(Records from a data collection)
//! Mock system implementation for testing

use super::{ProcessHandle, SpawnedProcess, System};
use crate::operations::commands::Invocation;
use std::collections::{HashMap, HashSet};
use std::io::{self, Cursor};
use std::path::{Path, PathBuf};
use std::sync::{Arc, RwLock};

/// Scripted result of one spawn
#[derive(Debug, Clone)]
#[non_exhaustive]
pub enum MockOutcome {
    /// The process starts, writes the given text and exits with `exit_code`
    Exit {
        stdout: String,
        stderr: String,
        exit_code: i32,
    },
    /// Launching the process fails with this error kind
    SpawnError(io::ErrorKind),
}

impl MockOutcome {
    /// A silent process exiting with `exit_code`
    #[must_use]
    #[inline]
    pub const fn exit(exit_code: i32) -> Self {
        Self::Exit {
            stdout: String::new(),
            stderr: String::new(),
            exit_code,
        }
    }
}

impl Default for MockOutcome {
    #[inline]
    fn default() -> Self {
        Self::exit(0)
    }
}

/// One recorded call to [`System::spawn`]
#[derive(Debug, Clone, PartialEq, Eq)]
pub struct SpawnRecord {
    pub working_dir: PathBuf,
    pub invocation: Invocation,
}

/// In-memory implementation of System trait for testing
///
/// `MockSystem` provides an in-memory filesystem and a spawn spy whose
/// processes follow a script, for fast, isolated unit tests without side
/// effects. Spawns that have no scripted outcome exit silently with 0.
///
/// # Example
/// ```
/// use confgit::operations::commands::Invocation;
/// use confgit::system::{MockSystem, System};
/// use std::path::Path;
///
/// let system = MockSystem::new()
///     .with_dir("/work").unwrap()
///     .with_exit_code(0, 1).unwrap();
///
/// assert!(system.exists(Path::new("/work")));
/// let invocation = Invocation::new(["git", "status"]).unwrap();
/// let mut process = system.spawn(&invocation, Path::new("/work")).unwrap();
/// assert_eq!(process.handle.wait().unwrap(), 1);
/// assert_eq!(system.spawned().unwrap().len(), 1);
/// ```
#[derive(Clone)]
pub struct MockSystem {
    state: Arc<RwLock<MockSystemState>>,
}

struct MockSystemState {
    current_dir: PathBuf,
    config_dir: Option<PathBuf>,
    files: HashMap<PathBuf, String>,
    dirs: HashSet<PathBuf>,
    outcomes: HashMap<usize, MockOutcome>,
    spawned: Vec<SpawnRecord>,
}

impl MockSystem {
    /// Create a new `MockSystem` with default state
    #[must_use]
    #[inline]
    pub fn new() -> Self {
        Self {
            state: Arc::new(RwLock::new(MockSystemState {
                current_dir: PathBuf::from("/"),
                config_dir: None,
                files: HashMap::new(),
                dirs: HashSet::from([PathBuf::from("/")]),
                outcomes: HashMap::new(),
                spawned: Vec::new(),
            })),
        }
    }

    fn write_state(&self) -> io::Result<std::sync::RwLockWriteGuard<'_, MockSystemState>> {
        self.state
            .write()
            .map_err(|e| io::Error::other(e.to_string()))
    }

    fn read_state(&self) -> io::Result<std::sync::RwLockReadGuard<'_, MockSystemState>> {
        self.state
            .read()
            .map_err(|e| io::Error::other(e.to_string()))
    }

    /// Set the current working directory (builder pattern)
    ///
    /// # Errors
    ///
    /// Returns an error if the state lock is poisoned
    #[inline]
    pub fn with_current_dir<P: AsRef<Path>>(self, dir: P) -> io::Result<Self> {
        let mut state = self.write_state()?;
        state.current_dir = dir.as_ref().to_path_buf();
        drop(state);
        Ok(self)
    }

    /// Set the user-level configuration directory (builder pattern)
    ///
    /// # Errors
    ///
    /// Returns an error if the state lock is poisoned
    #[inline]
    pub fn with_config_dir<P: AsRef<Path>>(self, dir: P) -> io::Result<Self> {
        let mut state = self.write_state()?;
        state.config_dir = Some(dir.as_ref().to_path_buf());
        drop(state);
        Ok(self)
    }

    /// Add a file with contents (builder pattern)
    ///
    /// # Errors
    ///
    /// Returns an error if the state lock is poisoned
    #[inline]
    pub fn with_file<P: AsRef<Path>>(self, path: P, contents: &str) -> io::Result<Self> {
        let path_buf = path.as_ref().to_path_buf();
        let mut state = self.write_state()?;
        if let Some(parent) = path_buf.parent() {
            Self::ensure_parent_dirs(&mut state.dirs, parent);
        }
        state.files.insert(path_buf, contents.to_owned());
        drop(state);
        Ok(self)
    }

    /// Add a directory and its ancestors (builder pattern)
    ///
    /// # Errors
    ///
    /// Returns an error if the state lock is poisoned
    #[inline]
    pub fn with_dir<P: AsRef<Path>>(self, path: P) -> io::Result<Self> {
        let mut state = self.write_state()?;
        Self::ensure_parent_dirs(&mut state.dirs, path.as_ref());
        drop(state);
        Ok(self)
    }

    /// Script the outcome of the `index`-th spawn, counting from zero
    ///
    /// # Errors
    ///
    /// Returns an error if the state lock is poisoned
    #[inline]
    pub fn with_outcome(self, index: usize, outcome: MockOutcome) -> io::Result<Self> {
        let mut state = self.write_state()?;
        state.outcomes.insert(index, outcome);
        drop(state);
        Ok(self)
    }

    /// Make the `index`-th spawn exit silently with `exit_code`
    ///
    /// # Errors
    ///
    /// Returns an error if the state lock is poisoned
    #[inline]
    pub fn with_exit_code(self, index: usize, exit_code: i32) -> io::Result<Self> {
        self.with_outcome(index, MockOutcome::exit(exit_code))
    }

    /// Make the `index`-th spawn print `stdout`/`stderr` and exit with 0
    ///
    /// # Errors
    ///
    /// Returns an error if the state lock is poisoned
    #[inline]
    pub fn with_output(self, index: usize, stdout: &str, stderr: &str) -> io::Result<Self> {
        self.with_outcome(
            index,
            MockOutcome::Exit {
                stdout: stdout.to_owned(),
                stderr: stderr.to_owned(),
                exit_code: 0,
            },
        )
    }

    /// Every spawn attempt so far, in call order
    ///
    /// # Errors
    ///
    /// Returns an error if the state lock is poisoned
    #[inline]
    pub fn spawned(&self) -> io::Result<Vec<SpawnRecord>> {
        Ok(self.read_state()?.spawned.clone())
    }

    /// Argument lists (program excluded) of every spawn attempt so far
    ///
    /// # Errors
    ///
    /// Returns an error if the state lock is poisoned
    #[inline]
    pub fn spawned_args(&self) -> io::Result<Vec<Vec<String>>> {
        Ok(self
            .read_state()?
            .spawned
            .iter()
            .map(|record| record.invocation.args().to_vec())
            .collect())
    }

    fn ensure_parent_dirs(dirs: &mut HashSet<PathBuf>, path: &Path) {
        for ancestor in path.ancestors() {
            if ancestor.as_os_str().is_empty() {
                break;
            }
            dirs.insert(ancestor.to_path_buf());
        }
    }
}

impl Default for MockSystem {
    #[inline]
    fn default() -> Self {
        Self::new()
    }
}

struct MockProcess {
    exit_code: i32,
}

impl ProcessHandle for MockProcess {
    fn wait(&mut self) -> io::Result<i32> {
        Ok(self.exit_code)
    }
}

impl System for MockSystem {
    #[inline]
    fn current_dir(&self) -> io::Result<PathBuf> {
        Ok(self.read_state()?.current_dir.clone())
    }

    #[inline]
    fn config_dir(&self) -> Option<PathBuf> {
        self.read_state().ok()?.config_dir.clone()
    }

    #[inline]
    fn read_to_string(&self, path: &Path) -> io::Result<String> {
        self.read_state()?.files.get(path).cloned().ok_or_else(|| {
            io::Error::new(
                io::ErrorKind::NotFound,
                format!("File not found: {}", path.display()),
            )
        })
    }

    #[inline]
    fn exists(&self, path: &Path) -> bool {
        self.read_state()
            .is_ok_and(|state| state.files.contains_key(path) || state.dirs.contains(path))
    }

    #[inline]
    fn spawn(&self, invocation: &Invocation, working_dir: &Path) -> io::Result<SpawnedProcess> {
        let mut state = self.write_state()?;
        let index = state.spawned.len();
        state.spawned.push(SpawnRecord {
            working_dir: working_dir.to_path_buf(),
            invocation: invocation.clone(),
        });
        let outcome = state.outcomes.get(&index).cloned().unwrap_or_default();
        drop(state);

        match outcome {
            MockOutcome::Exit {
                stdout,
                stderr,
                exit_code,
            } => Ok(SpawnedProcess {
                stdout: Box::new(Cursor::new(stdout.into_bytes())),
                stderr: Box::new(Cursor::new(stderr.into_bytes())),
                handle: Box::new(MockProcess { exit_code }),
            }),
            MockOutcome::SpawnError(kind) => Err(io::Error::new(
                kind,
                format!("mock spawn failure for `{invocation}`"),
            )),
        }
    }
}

* * *

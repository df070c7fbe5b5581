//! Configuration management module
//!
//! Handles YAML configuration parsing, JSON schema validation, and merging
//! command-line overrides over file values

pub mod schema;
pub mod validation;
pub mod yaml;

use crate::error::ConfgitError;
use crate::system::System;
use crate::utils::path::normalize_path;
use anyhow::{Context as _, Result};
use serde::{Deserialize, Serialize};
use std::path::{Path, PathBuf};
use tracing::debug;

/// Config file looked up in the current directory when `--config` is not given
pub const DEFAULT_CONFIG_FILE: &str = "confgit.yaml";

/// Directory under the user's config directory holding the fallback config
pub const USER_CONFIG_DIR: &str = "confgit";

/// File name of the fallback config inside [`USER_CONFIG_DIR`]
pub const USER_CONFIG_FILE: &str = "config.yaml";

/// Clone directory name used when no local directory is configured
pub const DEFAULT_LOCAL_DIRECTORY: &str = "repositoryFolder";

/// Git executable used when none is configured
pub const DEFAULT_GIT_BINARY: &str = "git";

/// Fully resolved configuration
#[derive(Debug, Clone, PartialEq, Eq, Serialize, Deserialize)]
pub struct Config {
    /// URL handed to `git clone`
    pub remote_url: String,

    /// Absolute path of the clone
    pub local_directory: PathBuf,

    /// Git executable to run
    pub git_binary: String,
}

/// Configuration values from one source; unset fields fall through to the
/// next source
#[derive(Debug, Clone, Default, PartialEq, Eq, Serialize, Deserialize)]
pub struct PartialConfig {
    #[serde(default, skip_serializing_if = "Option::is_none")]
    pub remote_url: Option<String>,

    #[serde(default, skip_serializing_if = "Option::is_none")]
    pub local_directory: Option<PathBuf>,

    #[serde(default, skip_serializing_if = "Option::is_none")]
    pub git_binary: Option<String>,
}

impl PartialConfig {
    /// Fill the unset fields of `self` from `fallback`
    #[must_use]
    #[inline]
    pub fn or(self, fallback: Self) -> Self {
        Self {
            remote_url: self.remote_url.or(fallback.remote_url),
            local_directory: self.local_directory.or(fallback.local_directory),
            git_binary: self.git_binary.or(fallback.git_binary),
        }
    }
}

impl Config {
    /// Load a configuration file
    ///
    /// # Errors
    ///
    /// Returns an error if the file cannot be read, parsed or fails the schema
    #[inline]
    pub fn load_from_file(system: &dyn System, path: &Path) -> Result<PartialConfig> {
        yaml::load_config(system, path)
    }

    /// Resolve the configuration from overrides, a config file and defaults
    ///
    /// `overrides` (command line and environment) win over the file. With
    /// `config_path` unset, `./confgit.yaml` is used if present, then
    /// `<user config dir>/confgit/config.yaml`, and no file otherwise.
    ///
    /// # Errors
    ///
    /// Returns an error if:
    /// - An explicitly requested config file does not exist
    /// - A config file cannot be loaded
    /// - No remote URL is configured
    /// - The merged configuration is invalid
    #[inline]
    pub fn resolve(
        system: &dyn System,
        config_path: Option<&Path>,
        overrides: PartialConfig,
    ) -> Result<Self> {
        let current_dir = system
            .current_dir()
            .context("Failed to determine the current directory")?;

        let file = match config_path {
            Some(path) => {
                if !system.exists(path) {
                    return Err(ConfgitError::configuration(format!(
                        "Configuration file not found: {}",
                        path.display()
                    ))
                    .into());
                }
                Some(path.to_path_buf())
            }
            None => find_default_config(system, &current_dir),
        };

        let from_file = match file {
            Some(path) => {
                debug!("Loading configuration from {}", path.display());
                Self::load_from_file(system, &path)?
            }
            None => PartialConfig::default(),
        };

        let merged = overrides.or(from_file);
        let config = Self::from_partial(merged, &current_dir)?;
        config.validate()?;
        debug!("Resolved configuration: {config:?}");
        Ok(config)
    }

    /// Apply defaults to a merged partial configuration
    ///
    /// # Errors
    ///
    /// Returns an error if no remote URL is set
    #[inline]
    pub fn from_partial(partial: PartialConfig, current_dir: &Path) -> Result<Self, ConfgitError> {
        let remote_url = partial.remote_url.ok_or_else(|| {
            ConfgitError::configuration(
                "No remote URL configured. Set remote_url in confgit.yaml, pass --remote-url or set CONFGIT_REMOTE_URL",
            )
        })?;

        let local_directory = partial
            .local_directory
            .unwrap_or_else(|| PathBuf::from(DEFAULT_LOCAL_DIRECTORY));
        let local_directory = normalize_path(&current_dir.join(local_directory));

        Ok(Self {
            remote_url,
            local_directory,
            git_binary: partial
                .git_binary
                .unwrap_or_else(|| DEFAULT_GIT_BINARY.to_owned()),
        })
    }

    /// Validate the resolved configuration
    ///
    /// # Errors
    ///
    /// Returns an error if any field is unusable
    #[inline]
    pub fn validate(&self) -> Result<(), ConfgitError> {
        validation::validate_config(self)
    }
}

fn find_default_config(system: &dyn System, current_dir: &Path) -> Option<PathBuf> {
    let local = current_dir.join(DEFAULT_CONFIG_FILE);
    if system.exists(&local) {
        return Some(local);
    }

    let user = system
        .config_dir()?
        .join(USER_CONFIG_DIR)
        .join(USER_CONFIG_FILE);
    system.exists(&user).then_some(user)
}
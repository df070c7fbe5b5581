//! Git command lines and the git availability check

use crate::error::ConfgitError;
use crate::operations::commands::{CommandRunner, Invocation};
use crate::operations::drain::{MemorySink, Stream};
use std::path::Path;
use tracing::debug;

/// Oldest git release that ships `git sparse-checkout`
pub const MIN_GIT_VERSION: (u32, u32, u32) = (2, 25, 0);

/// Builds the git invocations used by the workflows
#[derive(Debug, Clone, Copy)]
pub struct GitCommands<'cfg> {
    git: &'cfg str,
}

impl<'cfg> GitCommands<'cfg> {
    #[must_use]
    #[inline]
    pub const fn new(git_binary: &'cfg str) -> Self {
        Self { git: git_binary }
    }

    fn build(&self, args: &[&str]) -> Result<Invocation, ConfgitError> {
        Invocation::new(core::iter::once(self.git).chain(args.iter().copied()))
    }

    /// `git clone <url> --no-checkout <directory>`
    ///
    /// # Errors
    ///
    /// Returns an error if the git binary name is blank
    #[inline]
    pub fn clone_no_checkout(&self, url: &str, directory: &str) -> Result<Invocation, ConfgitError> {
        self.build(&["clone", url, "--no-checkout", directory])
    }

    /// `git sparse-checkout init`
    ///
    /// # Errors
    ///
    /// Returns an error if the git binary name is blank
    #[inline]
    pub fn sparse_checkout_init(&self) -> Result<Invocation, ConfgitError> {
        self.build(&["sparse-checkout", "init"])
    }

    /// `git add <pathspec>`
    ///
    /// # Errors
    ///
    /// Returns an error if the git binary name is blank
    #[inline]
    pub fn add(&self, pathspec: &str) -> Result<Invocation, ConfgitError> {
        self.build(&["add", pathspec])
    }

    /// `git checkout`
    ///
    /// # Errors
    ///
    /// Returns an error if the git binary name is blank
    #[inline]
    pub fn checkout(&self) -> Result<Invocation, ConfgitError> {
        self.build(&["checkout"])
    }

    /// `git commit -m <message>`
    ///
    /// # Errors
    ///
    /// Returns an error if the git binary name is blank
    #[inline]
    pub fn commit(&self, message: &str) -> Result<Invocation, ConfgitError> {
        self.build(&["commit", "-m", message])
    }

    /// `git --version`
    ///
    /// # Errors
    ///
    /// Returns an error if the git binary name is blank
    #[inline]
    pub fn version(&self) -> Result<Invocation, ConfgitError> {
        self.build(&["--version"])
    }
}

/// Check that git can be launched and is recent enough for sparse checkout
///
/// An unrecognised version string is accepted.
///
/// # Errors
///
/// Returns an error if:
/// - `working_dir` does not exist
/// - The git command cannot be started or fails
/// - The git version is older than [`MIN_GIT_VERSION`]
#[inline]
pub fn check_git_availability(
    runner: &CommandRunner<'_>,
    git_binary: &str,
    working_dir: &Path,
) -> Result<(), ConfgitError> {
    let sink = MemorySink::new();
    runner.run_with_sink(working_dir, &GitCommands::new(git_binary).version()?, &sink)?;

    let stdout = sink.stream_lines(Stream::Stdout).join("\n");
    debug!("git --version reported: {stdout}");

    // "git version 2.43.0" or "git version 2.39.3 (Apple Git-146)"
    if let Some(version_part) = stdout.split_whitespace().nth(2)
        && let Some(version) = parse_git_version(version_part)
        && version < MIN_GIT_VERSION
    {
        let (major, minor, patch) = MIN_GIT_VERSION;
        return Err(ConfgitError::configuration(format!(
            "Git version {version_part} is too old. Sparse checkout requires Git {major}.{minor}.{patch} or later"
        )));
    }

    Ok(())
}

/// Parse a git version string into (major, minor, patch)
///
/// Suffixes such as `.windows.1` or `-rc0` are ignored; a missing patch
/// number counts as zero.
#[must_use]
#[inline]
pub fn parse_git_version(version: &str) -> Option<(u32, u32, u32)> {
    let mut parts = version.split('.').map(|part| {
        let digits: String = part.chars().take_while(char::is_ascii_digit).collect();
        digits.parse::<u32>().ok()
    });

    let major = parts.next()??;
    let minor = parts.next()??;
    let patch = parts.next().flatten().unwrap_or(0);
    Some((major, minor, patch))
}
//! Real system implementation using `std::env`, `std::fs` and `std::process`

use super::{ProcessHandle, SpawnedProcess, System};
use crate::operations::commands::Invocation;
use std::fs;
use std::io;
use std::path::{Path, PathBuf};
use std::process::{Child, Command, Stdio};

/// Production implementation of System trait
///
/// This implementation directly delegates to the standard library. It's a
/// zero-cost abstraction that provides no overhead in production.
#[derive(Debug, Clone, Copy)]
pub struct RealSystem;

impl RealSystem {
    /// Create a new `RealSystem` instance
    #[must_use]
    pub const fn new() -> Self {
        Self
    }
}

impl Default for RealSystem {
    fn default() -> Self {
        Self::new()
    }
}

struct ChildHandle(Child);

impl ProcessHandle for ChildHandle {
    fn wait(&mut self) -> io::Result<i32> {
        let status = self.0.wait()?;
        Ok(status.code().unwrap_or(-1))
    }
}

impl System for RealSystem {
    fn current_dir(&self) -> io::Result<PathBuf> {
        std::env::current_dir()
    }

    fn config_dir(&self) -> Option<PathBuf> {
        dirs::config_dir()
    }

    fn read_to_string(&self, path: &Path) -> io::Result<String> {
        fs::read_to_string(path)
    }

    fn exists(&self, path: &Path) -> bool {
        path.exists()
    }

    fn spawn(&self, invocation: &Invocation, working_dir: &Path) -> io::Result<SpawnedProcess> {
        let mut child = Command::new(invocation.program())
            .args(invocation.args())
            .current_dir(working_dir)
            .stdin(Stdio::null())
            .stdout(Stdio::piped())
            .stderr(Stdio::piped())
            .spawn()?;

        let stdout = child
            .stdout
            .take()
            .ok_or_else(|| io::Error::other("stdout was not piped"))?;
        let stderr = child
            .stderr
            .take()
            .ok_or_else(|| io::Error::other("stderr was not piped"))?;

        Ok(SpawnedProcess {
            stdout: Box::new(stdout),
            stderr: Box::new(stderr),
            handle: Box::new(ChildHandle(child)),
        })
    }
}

### WHAT IS BEING ASKED
Filter the data down to the lines that contain the string "AsRef", and copy them.

### RESULT
    pub fn with_current_dir<P: AsRef<Path>>(self, dir: P) -> io::Result<Self> {
    pub fn with_config_dir<P: AsRef<Path>>(self, dir: P) -> io::Result<Self> {
    pub fn with_file<P: AsRef<Path>>(self, path: P, contents: &str) -> io::Result<Self> {
    pub fn with_dir<P: AsRef<Path>>(self, path: P) -> io::Result<Self> {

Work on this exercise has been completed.